Data:
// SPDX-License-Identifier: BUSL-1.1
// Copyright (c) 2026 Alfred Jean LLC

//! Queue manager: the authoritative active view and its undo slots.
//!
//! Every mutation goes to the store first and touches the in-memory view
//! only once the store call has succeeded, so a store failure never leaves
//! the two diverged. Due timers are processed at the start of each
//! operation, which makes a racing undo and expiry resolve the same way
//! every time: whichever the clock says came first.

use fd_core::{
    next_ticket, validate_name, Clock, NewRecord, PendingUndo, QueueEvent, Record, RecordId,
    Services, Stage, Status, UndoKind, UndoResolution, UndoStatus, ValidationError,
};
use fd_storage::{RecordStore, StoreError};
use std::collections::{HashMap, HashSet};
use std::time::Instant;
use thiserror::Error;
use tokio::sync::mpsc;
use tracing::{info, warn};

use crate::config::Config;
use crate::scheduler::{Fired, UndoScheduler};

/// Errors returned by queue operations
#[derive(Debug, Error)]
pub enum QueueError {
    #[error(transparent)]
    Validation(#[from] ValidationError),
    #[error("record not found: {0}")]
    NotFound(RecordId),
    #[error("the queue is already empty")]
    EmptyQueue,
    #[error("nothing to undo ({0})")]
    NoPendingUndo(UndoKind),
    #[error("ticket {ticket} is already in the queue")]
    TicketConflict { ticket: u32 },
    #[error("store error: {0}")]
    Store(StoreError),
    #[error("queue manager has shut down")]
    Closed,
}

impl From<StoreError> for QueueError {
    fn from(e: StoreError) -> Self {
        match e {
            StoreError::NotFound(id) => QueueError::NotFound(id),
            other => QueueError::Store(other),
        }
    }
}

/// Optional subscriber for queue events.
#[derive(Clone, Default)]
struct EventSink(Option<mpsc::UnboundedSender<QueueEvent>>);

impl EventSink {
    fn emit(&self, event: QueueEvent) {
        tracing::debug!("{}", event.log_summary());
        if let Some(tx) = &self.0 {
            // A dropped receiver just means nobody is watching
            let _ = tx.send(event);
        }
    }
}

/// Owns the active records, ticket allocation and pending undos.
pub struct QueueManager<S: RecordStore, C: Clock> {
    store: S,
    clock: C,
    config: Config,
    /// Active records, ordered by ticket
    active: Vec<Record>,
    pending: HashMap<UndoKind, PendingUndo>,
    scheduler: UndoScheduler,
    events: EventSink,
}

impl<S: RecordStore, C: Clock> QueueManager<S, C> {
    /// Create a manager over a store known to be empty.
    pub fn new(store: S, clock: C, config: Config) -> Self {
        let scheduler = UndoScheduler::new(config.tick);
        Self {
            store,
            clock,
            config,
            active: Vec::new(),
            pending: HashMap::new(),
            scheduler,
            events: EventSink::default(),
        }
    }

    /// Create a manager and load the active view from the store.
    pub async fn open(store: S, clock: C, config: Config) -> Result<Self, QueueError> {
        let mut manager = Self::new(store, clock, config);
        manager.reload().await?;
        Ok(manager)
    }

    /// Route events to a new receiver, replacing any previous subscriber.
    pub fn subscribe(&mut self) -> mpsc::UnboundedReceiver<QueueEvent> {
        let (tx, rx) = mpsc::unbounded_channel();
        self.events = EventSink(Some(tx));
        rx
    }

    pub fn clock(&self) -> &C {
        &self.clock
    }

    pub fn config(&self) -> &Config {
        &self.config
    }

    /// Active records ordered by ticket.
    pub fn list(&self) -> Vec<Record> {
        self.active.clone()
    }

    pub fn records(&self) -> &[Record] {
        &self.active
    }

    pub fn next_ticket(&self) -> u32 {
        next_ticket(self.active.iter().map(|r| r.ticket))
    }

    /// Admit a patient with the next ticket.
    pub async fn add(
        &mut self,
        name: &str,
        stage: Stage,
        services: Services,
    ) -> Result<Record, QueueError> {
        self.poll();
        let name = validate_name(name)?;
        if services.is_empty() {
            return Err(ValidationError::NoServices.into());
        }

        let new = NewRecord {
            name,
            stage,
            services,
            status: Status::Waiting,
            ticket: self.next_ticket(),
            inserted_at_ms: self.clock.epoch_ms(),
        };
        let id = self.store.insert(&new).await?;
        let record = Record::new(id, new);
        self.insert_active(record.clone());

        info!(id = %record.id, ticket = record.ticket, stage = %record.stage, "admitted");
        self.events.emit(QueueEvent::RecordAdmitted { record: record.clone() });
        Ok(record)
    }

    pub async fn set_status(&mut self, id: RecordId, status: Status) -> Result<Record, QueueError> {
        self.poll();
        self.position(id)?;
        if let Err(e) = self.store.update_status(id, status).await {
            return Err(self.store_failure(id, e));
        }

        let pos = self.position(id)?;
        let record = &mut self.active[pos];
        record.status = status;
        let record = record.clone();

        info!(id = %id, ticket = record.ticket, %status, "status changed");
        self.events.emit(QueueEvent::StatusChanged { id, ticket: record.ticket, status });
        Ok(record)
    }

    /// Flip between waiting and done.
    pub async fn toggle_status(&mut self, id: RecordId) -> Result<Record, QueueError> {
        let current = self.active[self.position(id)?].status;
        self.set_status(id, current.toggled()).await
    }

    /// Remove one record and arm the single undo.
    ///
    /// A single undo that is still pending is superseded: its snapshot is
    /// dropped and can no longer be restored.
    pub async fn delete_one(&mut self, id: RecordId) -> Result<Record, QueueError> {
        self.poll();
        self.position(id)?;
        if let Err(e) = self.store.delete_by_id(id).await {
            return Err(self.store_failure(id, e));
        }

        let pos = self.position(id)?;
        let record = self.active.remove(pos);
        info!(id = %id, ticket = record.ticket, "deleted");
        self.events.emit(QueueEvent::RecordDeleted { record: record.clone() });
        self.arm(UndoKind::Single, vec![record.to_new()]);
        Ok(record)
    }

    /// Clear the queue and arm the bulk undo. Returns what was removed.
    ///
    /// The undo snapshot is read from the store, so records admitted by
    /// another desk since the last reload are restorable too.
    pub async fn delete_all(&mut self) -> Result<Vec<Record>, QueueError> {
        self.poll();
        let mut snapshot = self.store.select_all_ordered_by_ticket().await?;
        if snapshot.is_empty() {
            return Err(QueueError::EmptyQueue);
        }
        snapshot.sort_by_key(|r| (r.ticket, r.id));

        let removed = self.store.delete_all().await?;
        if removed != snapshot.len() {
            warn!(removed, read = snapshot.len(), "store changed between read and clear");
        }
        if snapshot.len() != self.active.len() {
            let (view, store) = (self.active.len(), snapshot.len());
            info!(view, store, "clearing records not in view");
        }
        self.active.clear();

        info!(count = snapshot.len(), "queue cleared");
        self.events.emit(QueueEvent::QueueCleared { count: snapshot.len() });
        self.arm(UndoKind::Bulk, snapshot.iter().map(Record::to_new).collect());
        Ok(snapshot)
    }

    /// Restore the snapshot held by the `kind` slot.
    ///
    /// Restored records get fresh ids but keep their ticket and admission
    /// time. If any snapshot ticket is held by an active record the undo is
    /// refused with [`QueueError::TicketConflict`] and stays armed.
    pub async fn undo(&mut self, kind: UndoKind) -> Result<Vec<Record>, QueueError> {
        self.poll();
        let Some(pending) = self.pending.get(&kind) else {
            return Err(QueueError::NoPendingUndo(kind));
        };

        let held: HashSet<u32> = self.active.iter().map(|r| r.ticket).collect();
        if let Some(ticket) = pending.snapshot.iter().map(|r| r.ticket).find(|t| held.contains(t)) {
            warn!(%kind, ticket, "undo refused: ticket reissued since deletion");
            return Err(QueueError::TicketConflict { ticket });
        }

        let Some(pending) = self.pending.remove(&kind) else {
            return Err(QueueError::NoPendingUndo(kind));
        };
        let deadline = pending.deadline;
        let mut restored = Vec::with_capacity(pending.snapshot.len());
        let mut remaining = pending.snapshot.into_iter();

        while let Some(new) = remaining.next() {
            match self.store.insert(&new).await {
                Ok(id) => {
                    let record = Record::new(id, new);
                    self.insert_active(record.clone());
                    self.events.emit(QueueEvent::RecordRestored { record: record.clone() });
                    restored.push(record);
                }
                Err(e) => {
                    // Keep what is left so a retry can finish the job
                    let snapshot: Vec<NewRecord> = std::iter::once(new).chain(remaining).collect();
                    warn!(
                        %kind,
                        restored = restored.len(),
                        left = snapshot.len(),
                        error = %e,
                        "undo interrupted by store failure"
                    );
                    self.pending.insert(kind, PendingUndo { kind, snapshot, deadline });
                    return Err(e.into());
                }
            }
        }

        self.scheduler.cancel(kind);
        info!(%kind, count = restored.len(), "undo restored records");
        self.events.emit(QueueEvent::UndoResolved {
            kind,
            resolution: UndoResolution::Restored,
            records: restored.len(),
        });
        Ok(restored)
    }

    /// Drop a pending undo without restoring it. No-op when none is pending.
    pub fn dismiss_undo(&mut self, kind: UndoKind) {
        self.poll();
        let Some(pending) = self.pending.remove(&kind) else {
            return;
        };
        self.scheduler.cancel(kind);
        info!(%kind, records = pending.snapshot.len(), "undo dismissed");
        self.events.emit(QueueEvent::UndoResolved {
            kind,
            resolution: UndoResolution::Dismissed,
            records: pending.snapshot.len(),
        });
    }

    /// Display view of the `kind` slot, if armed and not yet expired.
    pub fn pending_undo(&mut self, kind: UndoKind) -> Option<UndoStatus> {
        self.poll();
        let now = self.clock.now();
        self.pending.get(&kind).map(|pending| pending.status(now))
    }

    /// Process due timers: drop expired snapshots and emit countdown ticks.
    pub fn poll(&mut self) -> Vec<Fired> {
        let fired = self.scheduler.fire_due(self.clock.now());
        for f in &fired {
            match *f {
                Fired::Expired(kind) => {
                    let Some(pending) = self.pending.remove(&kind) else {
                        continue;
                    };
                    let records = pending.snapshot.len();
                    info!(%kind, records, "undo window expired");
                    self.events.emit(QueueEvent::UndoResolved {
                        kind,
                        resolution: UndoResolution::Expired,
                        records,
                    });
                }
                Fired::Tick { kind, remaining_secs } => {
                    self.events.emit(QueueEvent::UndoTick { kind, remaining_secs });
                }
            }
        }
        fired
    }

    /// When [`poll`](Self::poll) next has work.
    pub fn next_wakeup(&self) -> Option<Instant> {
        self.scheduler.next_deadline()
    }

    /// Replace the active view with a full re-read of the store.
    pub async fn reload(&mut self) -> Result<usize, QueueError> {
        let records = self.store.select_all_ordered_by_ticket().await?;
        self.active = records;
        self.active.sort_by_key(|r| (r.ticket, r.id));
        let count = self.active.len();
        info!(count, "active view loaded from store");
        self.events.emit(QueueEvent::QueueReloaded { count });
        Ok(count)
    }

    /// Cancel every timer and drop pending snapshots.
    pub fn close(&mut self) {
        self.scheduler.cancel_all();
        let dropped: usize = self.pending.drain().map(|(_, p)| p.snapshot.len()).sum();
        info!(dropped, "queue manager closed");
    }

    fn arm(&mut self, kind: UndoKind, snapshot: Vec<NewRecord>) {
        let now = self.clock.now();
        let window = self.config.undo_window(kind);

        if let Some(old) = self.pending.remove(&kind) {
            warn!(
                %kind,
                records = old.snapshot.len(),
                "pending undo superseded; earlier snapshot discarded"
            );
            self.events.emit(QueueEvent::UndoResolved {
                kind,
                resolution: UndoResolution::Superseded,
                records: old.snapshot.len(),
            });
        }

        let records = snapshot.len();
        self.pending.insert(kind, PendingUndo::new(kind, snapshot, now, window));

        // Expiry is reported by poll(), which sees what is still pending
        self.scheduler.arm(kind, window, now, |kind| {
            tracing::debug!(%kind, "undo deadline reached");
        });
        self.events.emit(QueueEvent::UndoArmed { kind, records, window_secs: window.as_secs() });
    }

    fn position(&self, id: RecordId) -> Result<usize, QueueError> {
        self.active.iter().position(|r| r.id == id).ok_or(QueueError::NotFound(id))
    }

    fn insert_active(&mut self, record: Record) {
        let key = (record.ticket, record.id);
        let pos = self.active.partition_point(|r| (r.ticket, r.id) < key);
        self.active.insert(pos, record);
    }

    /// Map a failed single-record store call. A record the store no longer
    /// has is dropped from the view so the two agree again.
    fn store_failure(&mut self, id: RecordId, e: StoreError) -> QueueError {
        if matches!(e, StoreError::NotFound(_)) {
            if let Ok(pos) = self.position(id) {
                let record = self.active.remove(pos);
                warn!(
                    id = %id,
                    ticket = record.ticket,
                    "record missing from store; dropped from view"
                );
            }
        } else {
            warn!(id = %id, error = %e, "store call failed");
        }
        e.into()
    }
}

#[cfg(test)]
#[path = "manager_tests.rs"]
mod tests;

Work instructions:
Output exactly the lines of the material above from the one containing "any previous subscriber." up to and including the one containing "let new = NewRecord".

Completed task:
    /// Route events to a new receiver, replacing any previous subscriber.
    pub fn subscribe(&mut self) -> mpsc::UnboundedReceiver<QueueEvent> {
        let (tx, rx) = mpsc::unbounded_channel();
        self.events = EventSink(Some(tx));
        rx
    }

    pub fn clock(&self) -> &C {
        &self.clock
    }

    pub fn config(&self) -> &Config {
        &self.config
    }

    /// Active records ordered by ticket.
    pub fn list(&self) -> Vec<Record> {
        self.active.clone()
    }

    pub fn records(&self) -> &[Record] {
        &self.active
    }

    pub fn next_ticket(&self) -> u32 {
        next_ticket(self.active.iter().map(|r| r.ticket))
    }

    /// Admit a patient with the next ticket.
    pub async fn add(
        &mut self,
        name: &str,
        stage: Stage,
        services: Services,
    ) -> Result<Record, QueueError> {
        self.poll();
        let name = validate_name(name)?;
        if services.is_empty() {
            return Err(ValidationError::NoServices.into());
        }

        let new = NewRecord {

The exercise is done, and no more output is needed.